Specifically, Engineering Change Package 04-00049 failed to consider the effects of a shorted diode on the control circuitry for the Division 2 SDG, and introduced new components (diodes) into the control circuitry, resulting in the eventual failure of this safety-related equipment, rendering the SDG inoperable and unable to start via the emergency start circuit from April 2, 2015, until the failed diode was replaced on November 8, 2016.

Description:

On May 6, 2016, while conducting a post-maintenance test of the Division 2 SDG using the normal start circuit, all control power to the SDG was lost, rendering the SDG inoperable. The licensee's investigation determined that the failure was due to a shorted surge suppressor diode for relay R11A, installed as part of a modification implemented in 2007. This diode shorted together the positive and negative sides of the control power to the circuitry and caused the125VDC supply breakers (CB-1, CB-2, CB-3, and CB-4) for the two available sources of power to open and de-energize the control circuitry thus rendering the diesel generator incapable of performing its design function. The licensee replaced the failed diode and successfully re-tested the SDG.

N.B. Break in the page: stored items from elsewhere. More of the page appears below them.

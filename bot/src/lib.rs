//! # Shiftmatch Bot
//!
//! Server binary for the shift marketplace: environment configuration, the
//! Telegram Bot API adapter behind the notification and posting ports, and the
//! application lifecycle with graceful shutdown.

#![forbid(unsafe_code)]

/// Environment configuration
pub mod config;

/// Telegram Bot API adapter
pub mod telegram;

/// Startup, serving and graceful shutdown
pub mod lifecycle;

pub use config::Config;
pub use lifecycle::{Application, Ports};
pub use telegram::TelegramClient;
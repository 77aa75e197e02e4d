//! Error types for dirsync-core

use crate::Action;

/// Result type for dirsync-core operations
pub type Result<T> = std::result::Result<T, Error>;

/// Errors that can occur in dirsync-core operations
#[derive(Debug, thiserror::Error)]
pub enum Error {
    /// Snapshotting, config loading or another filesystem-layer failure
    #[error(transparent)]
    Fs(#[from] dirsync_fs::Error),

    /// An action failed; earlier actions in the same run stay applied
    #[error("Failed to apply {action}: {source}")]
    Apply {
        action: Action,
        #[source]
        source: dirsync_fs::Error,
    },
}

impl Error {
    /// The action that failed, if the error came from the executor.
    pub fn failed_action(&self) -> Option<&Action> {
        match self {
            Self::Apply { action, .. } => Some(action),
            Self::Fs(_) => None,
        }
    }
}
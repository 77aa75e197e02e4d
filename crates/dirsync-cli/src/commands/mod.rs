//! Command implementations for dirsync-cli

pub mod diff;
pub mod snapshot;
pub mod sync;

pub use diff::run_diff;
pub use snapshot::run_snapshot;
pub use sync::run_sync;
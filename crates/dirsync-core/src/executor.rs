//! Action execution
//!
//! The executor is the imperative shell around [`diff`](crate::diff): it
//! interprets nothing, it just dispatches each action to the matching
//! capability in order and stops at the first failure.
//!
//! Each capability is its own trait so tests can swap any of them for a fake.

use std::path::Path;

use dirsync_fs::Snapshot;

use crate::{Action, Error, Result, SyncReport, diff};

/// Copies file content to a new destination path.
pub trait CopyFile {
    fn copy_file(&self, source: &Path, dest: &Path) -> dirsync_fs::Result<()>;
}

/// Renames a file within the destination tree.
pub trait MoveFile {
    fn move_file(&self, from: &Path, to: &Path) -> dirsync_fs::Result<()>;
}

/// Removes a file from the destination tree.
pub trait RemoveFile {
    fn remove_file(&self, path: &Path) -> dirsync_fs::Result<()>;
}

/// Capabilities backed by the real filesystem.
#[derive(Debug, Clone, Copy, Default)]
pub struct LocalFileSystem;

impl CopyFile for LocalFileSystem {
    fn copy_file(&self, source: &Path, dest: &Path) -> dirsync_fs::Result<()> {
        dirsync_fs::io::copy_atomic(source, dest)
    }
}

impl MoveFile for LocalFileSystem {
    fn move_file(&self, from: &Path, to: &Path) -> dirsync_fs::Result<()> {
        dirsync_fs::io::move_file(from, to)
    }
}

impl RemoveFile for LocalFileSystem {
    fn remove_file(&self, path: &Path) -> dirsync_fs::Result<()> {
        dirsync_fs::io::remove_file(path)
    }
}

/// Apply `actions` in order.
///
/// # Errors
///
/// Returns [`Error::Apply`] for the first action that fails. Actions before it
/// stay applied and actions after it are not attempted.
pub fn apply<I, C, M, R>(actions: I, copier: &C, mover: &M, remover: &R) -> Result<SyncReport>
where
    I: IntoIterator<Item = Action>,
    C: CopyFile + ?Sized,
    M: MoveFile + ?Sized,
    R: RemoveFile + ?Sized,
{
    let mut report = SyncReport::applied();
    for action in actions {
        tracing::debug!(%action, "applying");
        let outcome = match &action {
            Action::Copy { source, dest } => copier.copy_file(source, dest),
            Action::Move { from, to } => mover.move_file(from, to),
            Action::Delete { path } => remover.remove_file(path),
        };
        if let Err(source) = outcome {
            tracing::warn!(
                %action,
                applied = report.len(),
                "action failed, leaving destination partially synced"
            );
            return Err(Error::Apply { action, source });
        }
        report.push(action);
    }
    Ok(report)
}

/// Synchronise `dest_root` with `source_root` using injected dependencies.
///
/// `reader` produces the snapshot for a root; the three capabilities perform
/// the resulting actions. Nothing here touches the filesystem directly.
pub fn synchronise<F, C, M, R>(
    mut reader: F,
    copier: &C,
    mover: &M,
    remover: &R,
    source_root: &Path,
    dest_root: &Path,
) -> Result<SyncReport>
where
    F: FnMut(&Path) -> dirsync_fs::Result<Snapshot>,
    C: CopyFile + ?Sized,
    M: MoveFile + ?Sized,
    R: RemoveFile + ?Sized,
{
    let source = reader(source_root)?;
    let dest = reader(dest_root)?;
    tracing::debug!(
        source = %source_root.display(),
        dest = %dest_root.display(),
        source_entries = source.len(),
        dest_entries = dest.len(),
        "snapshots taken"
    );

    let report = apply(
        diff(&source, &dest, source_root, dest_root),
        copier,
        mover,
        remover,
    )?;

    tracing::info!(
        source = %source_root.display(),
        dest = %dest_root.display(),
        copied = report.copied(),
        moved = report.moved(),
        deleted = report.deleted(),
        "sync complete"
    );
    Ok(report)
}

/// Make `dest` hold the same file contents as `source`, on the real filesystem.
///
/// # Errors
///
/// Fails on the first unreadable file while snapshotting (before anything is
/// changed), or on the first action that cannot be applied.
pub fn sync(source: &Path, dest: &Path) -> Result<SyncReport> {
    let fs = LocalFileSystem;
    synchronise(dirsync_fs::snapshot, &fs, &fs, &fs, source, dest)
}

#[cfg(test)]
mod tests {
    use super::*;
    use pretty_assertions::assert_eq;
    use std::cell::RefCell;
    use std::collections::HashMap;
    use std::path::PathBuf;

    /// Records each call as the action it represents.
    #[derive(Default)]
    struct Recorder {
        calls: RefCell<Vec<Action>>,
        fail_on: Option<PathBuf>,
    }

    impl Recorder {
        fn failing_on(path: &str) -> Self {
            Self {
                fail_on: Some(PathBuf::from(path)),
                ..Self::default()
            }
        }

        fn record(&self, action: Action) -> dirsync_fs::Result<()> {
            if self.fail_on.as_deref() == Some(action.target()) {
                return Err(dirsync_fs::Error::io(
                    action.target(),
                    std::io::Error::new(std::io::ErrorKind::PermissionDenied, "denied"),
                ));
            }
            self.calls.borrow_mut().push(action);
            Ok(())
        }

        fn calls(&self) -> Vec<Action> {
            self.calls.borrow().clone()
        }
    }

    impl CopyFile for Recorder {
        fn copy_file(&self, source: &Path, dest: &Path) -> dirsync_fs::Result<()> {
            self.record(Action::copy(source, dest))
        }
    }

    impl MoveFile for Recorder {
        fn move_file(&self, from: &Path, to: &Path) -> dirsync_fs::Result<()> {
            self.record(Action::moved(from, to))
        }
    }

    impl RemoveFile for Recorder {
        fn remove_file(&self, path: &Path) -> dirsync_fs::Result<()> {
            self.record(Action::delete(path))
        }
    }

    fn snap(entries: &[(&str, &str)]) -> Snapshot {
        entries.iter().copied().collect()
    }

    /// Hands out each root's snapshot once, like popping from a map.
    fn reader(
        trees: Vec<(&str, Snapshot)>,
    ) -> impl FnMut(&Path) -> dirsync_fs::Result<Snapshot> + use<> {
        let mut trees: HashMap<PathBuf, Snapshot> = trees
            .into_iter()
            .map(|(root, snapshot)| (PathBuf::from(root), snapshot))
            .collect();
        move |root: &Path| Ok(trees.remove(root).unwrap_or_default())
    }

    #[test]
    fn synchronise_copies_new_file() {
        let fs = Recorder::default();
        let read = reader(vec![
            ("/source", snap(&[("sha1", "my-file")])),
            ("/dest", Snapshot::new()),
        ]);

        synchronise(read, &fs, &fs, &fs, Path::new("/source"), Path::new("/dest")).unwrap();

        assert_eq!(fs.calls(), vec![Action::copy("/source/my-file", "/dest/my-file")]);
    }

    #[test]
    fn synchronise_deletes_removed_file() {
        let fs = Recorder::default();
        let read = reader(vec![
            ("/source", Snapshot::new()),
            ("/dest", snap(&[("sha1", "my-file")])),
        ]);

        synchronise(read, &fs, &fs, &fs, Path::new("/source"), Path::new("/dest")).unwrap();

        assert_eq!(fs.calls(), vec![Action::delete("/dest/my-file")]);
    }

    #[test]
    fn synchronise_moves_renamed_file() {
        let fs = Recorder::default();
        let read = reader(vec![
            ("/source", snap(&[("sha1", "my-file"), ("sha2", "my-file2")])),
            ("/dest", snap(&[("sha1", "my-file"), ("sha2", "my-file3")])),
        ]);

        synchronise(read, &fs, &fs, &fs, Path::new("/source"), Path::new("/dest")).unwrap();

        assert_eq!(fs.calls(), vec![Action::moved("/dest/my-file3", "/dest/my-file2")]);
    }

    #[test]
    fn delete_capability_can_be_a_separate_object() {
        let copies = Recorder::default();
        let removals = Recorder::default();
        let read = reader(vec![
            ("/source", snap(&[("sha1", "keep"), ("sha3", "new")])),
            ("/dest", snap(&[("sha1", "keep"), ("sha2", "gone")])),
        ]);

        synchronise(
            read,
            &copies,
            &copies,
            &removals,
            Path::new("/source"),
            Path::new("/dest"),
        )
        .unwrap();

        assert_eq!(copies.calls(), vec![Action::copy("/source/new", "/dest/new")]);
        assert_eq!(removals.calls(), vec![Action::delete("/dest/gone")]);
    }

    #[test]
    fn apply_stops_at_first_failure() {
        let fs = Recorder::failing_on("/d/b");
        let actions = vec![
            Action::copy("/s/a", "/d/a"),
            Action::copy("/s/b", "/d/b"),
            Action::delete("/d/c"),
        ];

        let err = apply(actions, &fs, &fs, &fs).unwrap_err();

        assert_eq!(err.failed_action(), Some(&Action::copy("/s/b", "/d/b")));
        assert_eq!(fs.calls(), vec![Action::copy("/s/a", "/d/a")]);
    }

    #[test]
    fn reader_failure_aborts_before_any_action() {
        let fs = Recorder::default();
        let read = |root: &Path| -> dirsync_fs::Result<Snapshot> {
            Err(dirsync_fs::Error::NotADirectory {
                path: root.to_path_buf(),
            })
        };

        let err = synchronise(read, &fs, &fs, &fs, Path::new("/s"), Path::new("/d")).unwrap_err();

        assert!(matches!(err, Error::Fs(dirsync_fs::Error::NotADirectory { .. })));
        assert!(fs.calls().is_empty());
    }

    #[test]
    fn apply_reports_every_action_in_order() {
        let fs = Recorder::default();
        let actions = vec![Action::moved("/d/x", "/d/y"), Action::delete("/d/z")];

        let report = apply(actions.clone(), &fs, &fs, &fs).unwrap();

        assert_eq!(report.actions(), actions.as_slice());
        assert_eq!((report.moved(), report.deleted()), (1, 1));
    }
}
//! Error types for dirsync-cli

/// Result type for CLI operations
pub type Result<T> = std::result::Result<T, CliError>;

/// Errors that can occur in CLI operations
#[derive(Debug, thiserror::Error)]
pub enum CliError {
    /// Error from dirsync-core
    #[error(transparent)]
    Core(#[from] dirsync_core::Error),

    /// Error from dirsync-fs
    #[error(transparent)]
    Fs(#[from] dirsync_fs::Error),

    /// JSON output error
    #[error("Failed to render JSON: {0}")]
    Json(#[from] serde_json::Error),

    /// User-facing error with a message
    #[error("{message}")]
    User { message: String },
}

impl CliError {
    /// Create a new user error with the given message
    pub fn user(message: impl Into<String>) -> Self {
        Self::User {
            message: message.into(),
        }
    }
}
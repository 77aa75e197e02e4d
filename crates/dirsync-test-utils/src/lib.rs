//! Shared test utilities for the dirsync workspace.
//!
//! Dev-dependency only, never published.
//!
//! # Modules
//!
//! - [`fakes`]: in-memory stand-ins for the executor's capabilities
//! - [`tree`]: [`TestTree`] pair of real temporary source/destination roots

pub mod fakes;
pub mod tree;

pub use fakes::{MemoryFs, RecordingFs};
pub use tree::TestTree;
//! Error types for dirsync-fs

use std::path::PathBuf;

/// Result type for dirsync-fs operations
pub type Result<T> = std::result::Result<T, Error>;

/// Errors that can occur in dirsync-fs operations
#[derive(Debug, thiserror::Error)]
pub enum Error {
    #[error("I/O error at {path}: {source}")]
    Io {
        path: PathBuf,
        #[source]
        source: std::io::Error,
    },

    #[error("Failed to walk {path}: {message}")]
    Walk { path: PathBuf, message: String },

    #[error("Not a directory: {path}")]
    NotADirectory { path: PathBuf },

    #[error("Block size must be greater than zero")]
    InvalidBlockSize,

    #[error("Failed to parse {format} config at {path}: {message}")]
    ConfigParse {
        path: PathBuf,
        format: String,
        message: String,
    },

    #[error("Failed to serialize {format} config for {path}: {message}")]
    ConfigSerialize {
        path: PathBuf,
        format: String,
        message: String,
    },

    #[error("Unsupported config format: {extension}")]
    UnsupportedFormat { extension: String },

    #[error("Lock acquisition failed for {path}")]
    LockFailed { path: PathBuf },
}

impl Error {
    pub fn io(path: impl Into<PathBuf>, source: std::io::Error) -> Self {
        Self::Io {
            path: path.into(),
            source,
        }
    }

    /// The underlying I/O error kind, if this error came from the filesystem.
    pub fn io_kind(&self) -> Option<std::io::ErrorKind> {
        match self {
            Self::Io { source, .. } => Some(source.kind()),
            _ => None,
        }
    }
}

impl From<walkdir::Error> for Error {
    fn from(err: walkdir::Error) -> Self {
        let path = err.path().map(PathBuf::from).unwrap_or_default();
        match err.into_io_error() {
            Some(source) => Self::Io { path, source },
            None => Self::Walk {
                path,
                message: "filesystem loop detected".into(),
            },
        }
    }
}
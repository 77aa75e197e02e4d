//! Core synchronization logic for dirsync
//!
//! Split into a functional core and an imperative shell:
//!
//! - **diff**: pure function turning two [`Snapshot`]s into an ordered stream
//!   of [`Action`]s, with no I/O
//! - **executor**: applies actions through injected capabilities
//!   ([`CopyFile`], [`MoveFile`], [`RemoveFile`]) so the decision logic can be
//!   exercised without a real filesystem
//! - **engine**: [`SyncEngine`] wires configuration, snapshotting and
//!   execution together, including dry runs
//!
//! ```text
//!            dirsync-cli
//!                 |
//!           dirsync-core   (diff, executor, engine)
//!                 |
//!            dirsync-fs    (hash, snapshot, io, config store)
//! ```
//!
//! # Example
//!
//! ```no_run
//! use std::path::Path;
//!
//! fn mirror() -> dirsync_core::Result<()> {
//!     let report = dirsync_core::sync(Path::new("photos"), Path::new("/mnt/backup/photos"))?;
//!     println!("{} actions applied", report.len());
//!     Ok(())
//! }
//! ```

pub mod action;
pub mod config;
pub mod diff;
pub mod engine;
pub mod error;
pub mod executor;
pub mod report;

pub use action::{Action, ActionKind};
pub use config::SyncConfig;
pub use diff::diff;
pub use engine::SyncEngine;
pub use error::{Error, Result};
pub use executor::{CopyFile, LocalFileSystem, MoveFile, RemoveFile, apply, sync, synchronise};
pub use report::SyncReport;

pub use dirsync_fs::{Digest, Snapshot, SnapshotOptions, Snapshotter};
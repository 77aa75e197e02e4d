//! Sync configuration
//!
//! Loaded from a `.toml`, `.json` or `.yaml` file through
//! [`dirsync_fs::ConfigStore`]. Every field has a default, so an empty file
//! (or no file at all) is a valid configuration.

use std::path::Path;

use dirsync_fs::{ConfigStore, DEFAULT_BLOCK_SIZE, SnapshotOptions};
use serde::{Deserialize, Serialize};

use crate::Result;

/// Settings for a sync run.
#[derive(Debug, Clone, Copy, PartialEq, Eq, Serialize, Deserialize)]
#[serde(default)]
pub struct SyncConfig {
    /// Bytes read per block while hashing
    pub block_size: usize,
    /// Hash files in parallel
    pub parallel: bool,
    /// Plan only; never modify the destination
    pub dry_run: bool,
}

impl Default for SyncConfig {
    fn default() -> Self {
        Self {
            block_size: DEFAULT_BLOCK_SIZE,
            parallel: false,
            dry_run: false,
        }
    }
}

impl SyncConfig {
    /// Load configuration from `path`, picking the format by extension.
    pub fn load(path: &Path) -> Result<Self> {
        let config: Self = ConfigStore::new().load(path)?;
        tracing::debug!(path = %path.display(), ?config, "loaded config");
        Ok(config)
    }

    /// Save configuration to `path` atomically.
    pub fn save(&self, path: &Path) -> Result<()> {
        ConfigStore::new().save(path, self)?;
        Ok(())
    }

    pub fn snapshot_options(&self) -> SnapshotOptions {
        SnapshotOptions {
            block_size: self.block_size,
            parallel: self.parallel,
        }
    }
}
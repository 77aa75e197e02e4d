//! Filesystem layer for dirsync
//!
//! Provides content hashing, directory snapshots keyed by content digest,
//! and the safe I/O primitives the executor drives.

pub mod checksum;
pub mod config;
pub mod error;
pub mod io;
pub mod snapshot;

pub use checksum::{
    DEFAULT_BLOCK_SIZE, Digest, compute_content_checksum, hash_file, hash_file_with_block_size,
};
pub use config::ConfigStore;
pub use error::{Error, Result};
pub use snapshot::{Snapshot, SnapshotOptions, Snapshotter, snapshot};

Since the licensee did not characterize the failure as a significant condition adverse to quality, a formal root cause analysis was neither required nor performed. During troubleshooting testing, the licensee performed continuity testing of other diodes in the normal and emergency start circuits for the Division 2 SDG, including a diode associated with relay R10BB, which was associated with the emergency start circuit of the Division 2 SDG and which was also installed as part of the 2007 modification.

However, the testing was insufficient to detect a degraded condition of that diode.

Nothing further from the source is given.